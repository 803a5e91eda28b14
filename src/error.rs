//! Error types for parsing

use ariadne::{Color, Config, Label, Report, ReportKind, Source};
use thiserror::Error;

/// Byte range in source text
pub type Span = std::ops::Range<usize>;

#[derive(Error, Debug)]
pub enum ParseError {
    #[error("Parse error at {span:?}: {message}")]
    Syntax {
        span: Span,
        message: String,
        expected: Vec<String>,
    },
}

impl ParseError {
    /// Source range the error points at
    pub fn span(&self) -> &Span {
        match self {
            ParseError::Syntax { span, .. } => span,
        }
    }

    /// Format the error with source context using ariadne
    pub fn format(&self, source: &str, filename: &str) -> String {
        self.format_with_color(source, filename, false)
    }

    /// Format the error, optionally with ANSI colours
    pub fn format_with_color(&self, source: &str, filename: &str, color: bool) -> String {
        let mut buf = Vec::new();
        match self {
            ParseError::Syntax {
                span,
                message,
                expected,
            } => {
                let expected_str = if expected.is_empty() {
                    String::new()
                } else {
                    format!("\nExpected: {}", expected.join(", "))
                };

                let written = Report::build(ReportKind::Error, filename, span.start)
                    .with_config(Config::default().with_color(color))
                    .with_message(message)
                    .with_label(
                        Label::new((filename, span.clone()))
                            .with_message(format!("{}{}", message, expected_str))
                            .with_color(Color::Red),
                    )
                    .finish()
                    .write((filename, Source::from(source)), &mut buf);
                if written.is_err() {
                    return self.to_string();
                }
            }
        }
        String::from_utf8_lossy(&buf).into_owned()
    }
}

impl<'a> From<chumsky::error::Rich<'a, crate::parser::lexer::Token>> for ParseError {
    fn from(err: chumsky::error::Rich<'a, crate::parser::lexer::Token>) -> Self {
        use chumsky::error::RichReason;

        let message = match err.reason() {
            RichReason::ExpectedFound { found, .. } => {
                let found_str = match found {
                    Some(tok) => format_token(tok),
                    None => "end of input".to_string(),
                };
                format!("Unexpected {}", found_str)
            }
            RichReason::Custom(msg) => msg.to_string(),
        };

        // Format expected tokens nicely
        let expected: Vec<String> = err
            .expected()
            .filter_map(|e| match e {
                chumsky::error::RichPattern::Token(tok) => Some(format_token(tok)),
                chumsky::error::RichPattern::Label(label) => Some(label.to_string()),
                chumsky::error::RichPattern::EndOfInput => Some("end of input".to_string()),
                chumsky::error::RichPattern::Identifier(s) => Some(format!("identifier '{}'", s)),
                chumsky::error::RichPattern::Any => Some("any token".to_string()),
                chumsky::error::RichPattern::SomethingElse => None,
            })
            .collect();

        ParseError::Syntax {
            span: err.span().into_range(),
            message,
            expected,
        }
    }
}

/// Format a token for human-readable error messages
fn format_token(tok: &crate::parser::lexer::Token) -> String {
    use crate::parser::lexer::Token;
    match tok {
        Token::Ident(s) => format!("identifier '{}'", s),
        Token::String(s) => format!("string \"{}\"", s),
        Token::Integer(n) => format!("number {}", n),
        Token::Float(n) => format!("number {}", n),
        Token::Component => "keyword 'component'".to_string(),
        Token::Param => "keyword 'param'".to_string(),
        Token::Let => "keyword 'let'".to_string(),
        Token::True => "'true'".to_string(),
        Token::False => "'false'".to_string(),
        Token::CloseTagOpen => "'</'".to_string(),
        Token::SelfClose => "'/>'".to_string(),
        Token::Lt => "'<'".to_string(),
        Token::Gt => "'>'".to_string(),
        Token::BraceOpen => "'{'".to_string(),
        Token::BraceClose => "'}'".to_string(),
        Token::BracketOpen => "'['".to_string(),
        Token::BracketClose => "']'".to_string(),
        Token::Comma => "','".to_string(),
        Token::Colon => "':'".to_string(),
        Token::Equals => "'='".to_string(),
        Token::At => "'@'".to_string(),
        _ => format!("{:?}", tok),
    }
}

◆ ◆ ◆ ◆

- _What the task asks_:
Write out the material exactly as given.

- _Written response_:
repository 803a5e91eda28b14
filename src/error.rs
//! Error types for parsing

use ariadne::{Color, Config, Label, Report, ReportKind, Source};
use thiserror::Error;

/// Byte range in source text
pub type Span = std::ops::Range<usize>;

#[derive(Error, Debug)]
pub enum ParseError {
    #[error("Parse error at {span:?}: {message}")]
    Syntax {
        span: Span,
        message: String,
        expected: Vec<String>,
    },
}

impl ParseError {
    /// Source range the error points at
    pub fn span(&self) -> &Span {
        match self {
            ParseError::Syntax { span, .. } => span,
        }
    }

    /// Format the error with source context using ariadne
    pub fn format(&self, source: &str, filename: &str) -> String {
        self.format_with_color(source, filename, false)
    }

    /// Format the error, optionally with ANSI colours
    pub fn format_with_color(&self, source: &str, filename: &str, color: bool) -> String {
        let mut buf = Vec::new();
        match self {
            ParseError::Syntax {
                span,
                message,
                expected,
            } => {
                let expected_str = if expected.is_empty() {
                    String::new()
                } else {
                    format!("\nExpected: {}", expected.join(", "))
                };

                let written = Report::build(ReportKind::Error, filename, span.start)
                    .with_config(Config::default().with_color(color))
                    .with_message(message)
                    .with_label(
                        Label::new((filename, span.clone()))
                            .with_message(format!("{}{}", message, expected_str))
                            .with_color(Color::Red),
                    )
                    .finish()
                    .write((filename, Source::from(source)), &mut buf);
                if written.is_err() {
                    return self.to_string();
                }
            }
        }
        String::from_utf8_lossy(&buf).into_owned()
    }
}

impl<'a> From<chumsky::error::Rich<'a, crate::parser::lexer::Token>> for ParseError {
    fn from(err: chumsky::error::Rich<'a, crate::parser::lexer::Token>) -> Self {
        use chumsky::error::RichReason;

        let message = match err.reason() {
            RichReason::ExpectedFound { found, .. } => {
                let found_str = match found {
                    Some(tok) => format_token(tok),
                    None => "end of input".to_string(),
                };
                format!("Unexpected {}", found_str)
            }
            RichReason::Custom(msg) => msg.to_string(),
        };

        // Format expected tokens nicely
        let expected: Vec<String> = err
            .expected()
            .filter_map(|e| match e {
                chumsky::error::RichPattern::Token(tok) => Some(format_token(tok)),
                chumsky::error::RichPattern::Label(label) => Some(label.to_string()),
                chumsky::error::RichPattern::EndOfInput => Some("end of input".to_string()),
                chumsky::error::RichPattern::Identifier(s) => Some(format!("identifier '{}'", s)),
                chumsky::error::RichPattern::Any => Some("any token".to_string()),
                chumsky::error::RichPattern::SomethingElse => None,
            })
            .collect();

        ParseError::Syntax {
            span: err.span().into_range(),
            message,
            expected,
        }
    }
}

/// Format a token for human-readable error messages
fn format_token(tok: &crate::parser::lexer::Token) -> String {
    use crate::parser::lexer::Token;
    match tok {
        Token::Ident(s) => format!("identifier '{}'", s),
        Token::String(s) => format!("string \"{}\"", s),
        Token::Integer(n) => format!("number {}", n),
        Token::Float(n) => format!("number {}", n),
        Token::Component => "keyword 'component'".to_string(),
        Token::Param => "keyword 'param'".to_string(),
        Token::Let => "keyword 'let'".to_string(),
        Token::True => "'true'".to_string(),
        Token::False => "'false'".to_string(),
        Token::CloseTagOpen => "'</'".to_string(),
        Token::SelfClose => "'/>'".to_string(),
        Token::Lt => "'<'".to_string(),
        Token::Gt => "'>'".to_string(),
        Token::BraceOpen => "'{'".to_string(),
        Token::BraceClose => "'}'".to_string(),
        Token::BracketOpen => "'['".to_string(),
        Token::BracketClose => "']'".to_string(),
        Token::Comma => "','".to_string(),
        Token::Colon => "':'".to_string(),
        Token::Equals => "'='".to_string(),
        Token::At => "'@'".to_string(),
        _ => format!("{:?}", tok),
    }
}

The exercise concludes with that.